■ Activity:
In the listing below, write out exactly each line from the first through the one containing "pub async fn health()".
*** Provided data Section Begins ***
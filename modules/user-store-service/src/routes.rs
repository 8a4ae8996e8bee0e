//! Axum route handlers for the user store API.

use crate::error::ApiError;
use crate::params::{parse_bool_flag, Params};
use crate::service::UserStore;
use axum::extract::State;
use axum::response::Json;
use std::sync::Arc;
use user_store_types::*;

pub struct AppState {
    pub store: UserStore,
    pub api_key: String,
}

// GET /health
pub async fn health() -> Json<HealthResponse> {
    Json(HealthResponse::ok())
}

// POST /create_user
pub async fn create_user(
    State(state): State<Arc<AppState>>,
    Params(req): Params<CreateUserRequest>,
) -> Result<Json<UserWriteResponse>, ApiError> {
    let resp = state
        .store
        .create_user(&req.name, &req.id, req.directory.as_deref())?;
    Ok(Json(resp))
}

// POST /add_user_data
pub async fn add_user_data(
    State(state): State<Arc<AppState>>,
    Params(req): Params<AddUserDataRequest>,
) -> Result<Json<UserWriteResponse>, ApiError> {
    let resp = state.store.add_user_data(
        &req.column_name,
        &req.data,
        &req.name,
        &req.id,
        req.directory.as_deref(),
    )?;
    Ok(Json(resp))
}

// GET /get_user
pub async fn get_user(
    State(state): State<Arc<AppState>>,
    Params(req): Params<UserLookupRequest>,
) -> Result<Json<UserRecord>, ApiError> {
    let user = state
        .store
        .get_user(&req.name, &req.id, req.directory.as_deref())?;
    Ok(Json(user))
}

// DELETE /delete_user
pub async fn delete_user(
    State(state): State<Arc<AppState>>,
    Params(req): Params<DeleteUserRequest>,
) -> Result<Json<UserDeletedResponse>, ApiError> {
    let rm_context = parse_bool_flag(req.rm_context.as_deref());
    let resp = state.store.delete_user(
        &req.name,
        &req.id,
        rm_context,
        req.directory.as_deref(),
    )?;
    Ok(Json(resp))
}

// POST /add_user_context
pub async fn add_user_context(
    State(state): State<Arc<AppState>>,
    Params(req): Params<AddUserContextRequest>,
) -> Result<Json<ContextFileResponse>, ApiError> {
    let resp = state.store.add_user_context(
        &req.context,
        &req.user,
        &req.id,
        req.directory.as_deref(),
    )?;
    Ok(Json(resp))
}

// POST /clear_user_context
pub async fn clear_user_context(
    State(state): State<Arc<AppState>>,
    Params(req): Params<UserLookupRequest>,
) -> Result<Json<ContextFileResponse>, ApiError> {
    let resp = state
        .store
        .clear_user_context(&req.name, &req.id, req.directory.as_deref())?;
    Ok(Json(resp))
}

// GET /get_user_context
pub async fn get_user_context(
    State(state): State<Arc<AppState>>,
    Params(req): Params<GetUserContextRequest>,
) -> Result<Json<UserContextResponse>, ApiError> {
    // Without a name the log resolves to `_<id>.txt`, normally absent.
    let name = req.resolved_name().unwrap_or("");
    let resp = state
        .store
        .get_user_context(name, &req.id, req.directory.as_deref())?;
    Ok(Json(resp))
}
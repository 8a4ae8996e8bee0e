//! Service configuration read from the environment.
//!
//! `USER_STORE_*` keys take precedence; the legacy `PORTOEDU_API_KEY` and
//! `PORTOEDU_DATA_DIR` names are honoured as fallbacks.

use std::env;
use std::path::PathBuf;

pub const DEFAULT_API_KEY: &str = "devkey";
pub const DEFAULT_DATA_DIR: &str = "data";
pub const DEFAULT_HOST: &str = "0.0.0.0";
pub const DEFAULT_PORT: u16 = 8001;

#[derive(Debug, Clone)]
pub struct Config {
    pub api_key: String,
    pub data_dir: PathBuf,
    pub host: String,
    pub port: u16,
}

impl Config {
    pub fn from_env() -> Self {
        Self::from_lookup(|key| env::var(key).ok())
    }

    /// Build a config from any key lookup. Unset or empty keys take defaults.
    pub fn from_lookup<F>(lookup: F) -> Self
    where
        F: Fn(&str) -> Option<String>,
    {
        let get = |key: &str| lookup(key).filter(|v| !v.trim().is_empty());

        let port = match get("USER_STORE_PORT").or_else(|| get("PORT")) {
            Some(raw) => raw.trim().parse().unwrap_or_else(|_| {
                log::warn!("Invalid port '{}', using {}", raw, DEFAULT_PORT);
                DEFAULT_PORT
            }),
            None => DEFAULT_PORT,
        };

        Self {
            api_key: get("USER_STORE_API_KEY")
                .or_else(|| get("PORTOEDU_API_KEY"))
                .unwrap_or_else(|| DEFAULT_API_KEY.to_string()),
            data_dir: get("USER_STORE_DATA_DIR")
                .or_else(|| get("PORTOEDU_DATA_DIR"))
                .map(PathBuf::from)
                .unwrap_or_else(|| PathBuf::from(DEFAULT_DATA_DIR)),
            host: get("USER_STORE_HOST").unwrap_or_else(|| DEFAULT_HOST.to_string()),
            port,
        }
    }

    pub fn bind_addr(&self) -> String {
        format!("{}:{}", self.host, self.port)
    }

    pub fn uses_default_key(&self) -> bool {
        self.api_key == DEFAULT_API_KEY
    }
}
*** Provided data Section Ends ***
■ Output for this exercise:
filename modules/user-store-service/src/routes.rs
repository 8a4ae8996e8bee0e
//! Axum route handlers for the user store API.

use crate::error::ApiError;
use crate::params::{parse_bool_flag, Params};
use crate::service::UserStore;
use axum::extract::State;
use axum::response::Json;
use std::sync::Arc;
use user_store_types::*;

pub struct AppState {
    pub store: UserStore,
    pub api_key: String,
}

// GET /health
pub async fn health() -> Json<HealthResponse> {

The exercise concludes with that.